▸ **Task directions**
The word to look for is "without". Report every line of the entries below that has it.

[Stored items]
########################################
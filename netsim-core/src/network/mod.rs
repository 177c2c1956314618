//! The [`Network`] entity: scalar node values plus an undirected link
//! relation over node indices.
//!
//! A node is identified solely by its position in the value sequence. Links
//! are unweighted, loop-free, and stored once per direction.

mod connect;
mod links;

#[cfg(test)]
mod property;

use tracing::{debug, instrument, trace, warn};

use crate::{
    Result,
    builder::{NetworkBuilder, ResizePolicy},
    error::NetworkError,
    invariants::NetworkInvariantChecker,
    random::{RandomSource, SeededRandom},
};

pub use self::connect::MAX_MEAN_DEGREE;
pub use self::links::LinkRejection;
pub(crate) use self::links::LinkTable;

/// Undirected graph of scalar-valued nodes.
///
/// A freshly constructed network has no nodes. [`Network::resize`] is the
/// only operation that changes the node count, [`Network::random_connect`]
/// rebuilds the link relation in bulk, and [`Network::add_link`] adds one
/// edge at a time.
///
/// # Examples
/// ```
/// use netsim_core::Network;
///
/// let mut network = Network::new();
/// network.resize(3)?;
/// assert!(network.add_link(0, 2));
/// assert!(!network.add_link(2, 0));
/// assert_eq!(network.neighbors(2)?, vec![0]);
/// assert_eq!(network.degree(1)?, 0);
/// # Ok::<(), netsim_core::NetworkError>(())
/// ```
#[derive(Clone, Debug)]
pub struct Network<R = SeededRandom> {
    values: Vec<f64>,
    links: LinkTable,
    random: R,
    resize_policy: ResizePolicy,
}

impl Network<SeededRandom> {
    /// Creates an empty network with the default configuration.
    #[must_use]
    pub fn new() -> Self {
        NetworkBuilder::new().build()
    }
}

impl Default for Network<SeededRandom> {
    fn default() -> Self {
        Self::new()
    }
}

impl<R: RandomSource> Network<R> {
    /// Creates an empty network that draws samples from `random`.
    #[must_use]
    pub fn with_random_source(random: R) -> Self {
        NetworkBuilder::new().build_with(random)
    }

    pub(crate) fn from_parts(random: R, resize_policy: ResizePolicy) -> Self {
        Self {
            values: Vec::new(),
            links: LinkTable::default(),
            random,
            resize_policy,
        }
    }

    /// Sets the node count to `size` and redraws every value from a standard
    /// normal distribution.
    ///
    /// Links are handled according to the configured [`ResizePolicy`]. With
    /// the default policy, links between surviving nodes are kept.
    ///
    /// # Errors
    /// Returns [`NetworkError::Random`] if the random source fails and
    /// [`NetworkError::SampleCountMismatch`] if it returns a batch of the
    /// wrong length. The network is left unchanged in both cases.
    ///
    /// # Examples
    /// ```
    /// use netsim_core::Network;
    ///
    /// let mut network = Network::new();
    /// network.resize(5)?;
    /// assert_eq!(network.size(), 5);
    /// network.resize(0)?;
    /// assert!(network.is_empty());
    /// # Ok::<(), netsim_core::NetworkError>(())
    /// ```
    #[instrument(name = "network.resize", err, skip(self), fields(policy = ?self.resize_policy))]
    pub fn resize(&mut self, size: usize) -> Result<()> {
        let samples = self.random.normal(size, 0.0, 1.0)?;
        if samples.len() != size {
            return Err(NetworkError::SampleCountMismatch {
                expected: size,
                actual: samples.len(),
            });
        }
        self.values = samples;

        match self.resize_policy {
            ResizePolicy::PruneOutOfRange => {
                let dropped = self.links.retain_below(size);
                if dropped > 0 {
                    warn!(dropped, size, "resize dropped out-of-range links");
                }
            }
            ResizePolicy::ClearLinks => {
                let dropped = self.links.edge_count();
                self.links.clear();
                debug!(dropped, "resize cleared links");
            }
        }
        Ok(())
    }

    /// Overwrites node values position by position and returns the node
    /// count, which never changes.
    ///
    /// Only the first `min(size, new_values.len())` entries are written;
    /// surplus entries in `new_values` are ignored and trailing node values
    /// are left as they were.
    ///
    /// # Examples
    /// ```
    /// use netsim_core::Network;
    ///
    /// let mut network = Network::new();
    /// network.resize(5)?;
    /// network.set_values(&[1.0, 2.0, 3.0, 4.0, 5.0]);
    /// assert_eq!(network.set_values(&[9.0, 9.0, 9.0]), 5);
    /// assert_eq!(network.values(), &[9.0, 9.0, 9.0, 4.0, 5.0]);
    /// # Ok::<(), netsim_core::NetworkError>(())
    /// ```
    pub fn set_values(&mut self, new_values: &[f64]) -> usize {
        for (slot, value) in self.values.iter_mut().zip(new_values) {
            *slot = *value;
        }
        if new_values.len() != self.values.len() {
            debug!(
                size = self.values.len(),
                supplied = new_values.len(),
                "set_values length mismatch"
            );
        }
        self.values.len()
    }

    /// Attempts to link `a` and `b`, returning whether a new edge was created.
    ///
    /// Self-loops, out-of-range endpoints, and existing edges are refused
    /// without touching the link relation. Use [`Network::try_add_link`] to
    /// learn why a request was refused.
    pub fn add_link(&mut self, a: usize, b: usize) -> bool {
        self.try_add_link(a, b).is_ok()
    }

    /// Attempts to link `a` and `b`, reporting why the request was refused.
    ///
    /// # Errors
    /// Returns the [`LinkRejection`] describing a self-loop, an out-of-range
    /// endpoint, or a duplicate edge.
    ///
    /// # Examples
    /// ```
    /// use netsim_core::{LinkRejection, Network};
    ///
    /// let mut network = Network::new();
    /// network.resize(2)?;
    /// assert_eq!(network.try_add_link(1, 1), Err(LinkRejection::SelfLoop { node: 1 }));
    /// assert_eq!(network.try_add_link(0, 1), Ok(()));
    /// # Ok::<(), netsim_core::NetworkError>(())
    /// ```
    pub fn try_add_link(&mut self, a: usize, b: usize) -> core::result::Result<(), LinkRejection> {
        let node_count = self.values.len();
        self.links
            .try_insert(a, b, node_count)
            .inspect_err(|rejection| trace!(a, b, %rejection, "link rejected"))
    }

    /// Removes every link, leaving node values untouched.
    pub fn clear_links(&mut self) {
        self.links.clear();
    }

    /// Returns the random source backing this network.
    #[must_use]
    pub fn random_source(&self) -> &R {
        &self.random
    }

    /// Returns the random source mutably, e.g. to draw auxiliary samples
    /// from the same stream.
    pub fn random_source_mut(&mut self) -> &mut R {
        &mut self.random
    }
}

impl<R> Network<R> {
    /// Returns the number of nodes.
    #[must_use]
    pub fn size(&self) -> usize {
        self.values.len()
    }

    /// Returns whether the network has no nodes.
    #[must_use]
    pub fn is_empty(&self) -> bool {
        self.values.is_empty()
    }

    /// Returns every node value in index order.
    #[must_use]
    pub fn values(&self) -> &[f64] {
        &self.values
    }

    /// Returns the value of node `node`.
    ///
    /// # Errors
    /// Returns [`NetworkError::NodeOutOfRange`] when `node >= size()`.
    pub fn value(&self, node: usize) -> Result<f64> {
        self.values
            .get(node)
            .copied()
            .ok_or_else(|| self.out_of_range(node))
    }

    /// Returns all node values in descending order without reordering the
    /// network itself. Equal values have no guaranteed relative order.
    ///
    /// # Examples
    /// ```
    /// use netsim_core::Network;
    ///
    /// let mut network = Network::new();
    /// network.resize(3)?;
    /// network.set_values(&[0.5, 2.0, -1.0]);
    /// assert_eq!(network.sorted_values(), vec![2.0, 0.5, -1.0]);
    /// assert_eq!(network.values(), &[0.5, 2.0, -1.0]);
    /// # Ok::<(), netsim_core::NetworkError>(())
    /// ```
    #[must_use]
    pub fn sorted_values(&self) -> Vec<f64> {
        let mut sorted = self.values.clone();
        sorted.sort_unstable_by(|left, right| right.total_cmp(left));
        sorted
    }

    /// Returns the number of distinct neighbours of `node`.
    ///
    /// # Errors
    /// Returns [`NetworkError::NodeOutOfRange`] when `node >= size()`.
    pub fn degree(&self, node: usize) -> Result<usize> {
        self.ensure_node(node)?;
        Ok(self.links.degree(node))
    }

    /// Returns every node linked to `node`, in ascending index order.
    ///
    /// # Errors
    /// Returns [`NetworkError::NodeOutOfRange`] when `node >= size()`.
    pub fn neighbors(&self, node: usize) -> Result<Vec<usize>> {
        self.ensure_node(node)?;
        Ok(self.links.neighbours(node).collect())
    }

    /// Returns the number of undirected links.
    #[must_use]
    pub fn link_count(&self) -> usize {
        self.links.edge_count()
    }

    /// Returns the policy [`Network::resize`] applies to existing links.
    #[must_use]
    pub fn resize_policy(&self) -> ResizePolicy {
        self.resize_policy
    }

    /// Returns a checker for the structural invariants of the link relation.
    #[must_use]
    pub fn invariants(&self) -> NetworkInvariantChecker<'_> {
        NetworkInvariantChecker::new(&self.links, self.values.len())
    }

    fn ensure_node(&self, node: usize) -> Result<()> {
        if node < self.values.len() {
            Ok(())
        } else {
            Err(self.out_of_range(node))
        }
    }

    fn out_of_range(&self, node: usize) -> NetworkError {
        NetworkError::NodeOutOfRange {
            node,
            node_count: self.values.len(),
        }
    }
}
########################################
▸ **Reply to the exercise**
    /// without touching the link relation. Use [`Network::try_add_link`] to
    /// Returns all node values in descending order without reordering the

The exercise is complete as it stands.